Task directions: Restrict the output to the lines below starting at the one that contains "let pair = service.obtain(request).await?;" and ending at the one that contains "let response = service.refresh(request).await?;", and restate them word for word, both ends included.

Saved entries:

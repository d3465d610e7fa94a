//! JWT token handlers
//!
//! Obtain, refresh and verify the token pair used by the `JWT` authorization scheme.

use axum::{extract::State, Json};
use gourmet_common::TokenPair;
use gourmet_service::dto::{
    TokenObtainRequest, TokenRefreshRequest, TokenRefreshResponse, TokenVerifyRequest,
    TokenVerifyResponse,
};
use gourmet_service::TokenService;

use crate::extractors::ValidatedJson;
use crate::response::ApiResult;
use crate::state::AppState;

/// Exchange email and password for a token pair
///
/// POST /authen/jwt/create/
pub async fn create_token(
    State(state): State<AppState>,
    ValidatedJson(request): ValidatedJson<TokenObtainRequest>,
) -> ApiResult<Json<TokenPair>> {
    let service = TokenService::new(state.service_context());
    let pair = service.obtain(request).await?;
    Ok(Json(pair))
}

/// Issue a new access token
///
/// POST /authen/jwt/refresh/
pub async fn refresh_token(
    State(state): State<AppState>,
    ValidatedJson(request): ValidatedJson<TokenRefreshRequest>,
) -> ApiResult<Json<TokenRefreshResponse>> {
    let service = TokenService::new(state.service_context());
    let response = service.refresh(request).await?;
    Ok(Json(response))
}

/// POST /authen/jwt/verify/
pub async fn verify_token(
    State(state): State<AppState>,
    ValidatedJson(request): ValidatedJson<TokenVerifyRequest>,
) -> ApiResult<Json<TokenVerifyResponse>> {
    let service = TokenService::new(state.service_context());
    let response = service.verify(&request)?;
    Ok(Json(response))
}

Answer to this task:
    let pair = service.obtain(request).await?;
    Ok(Json(pair))
}

/// Issue a new access token
///
/// POST /authen/jwt/refresh/
pub async fn refresh_token(
    State(state): State<AppState>,
    ValidatedJson(request): ValidatedJson<TokenRefreshRequest>,
) -> ApiResult<Json<TokenRefreshResponse>> {
    let service = TokenService::new(state.service_context());
    let response = service.refresh(request).await?;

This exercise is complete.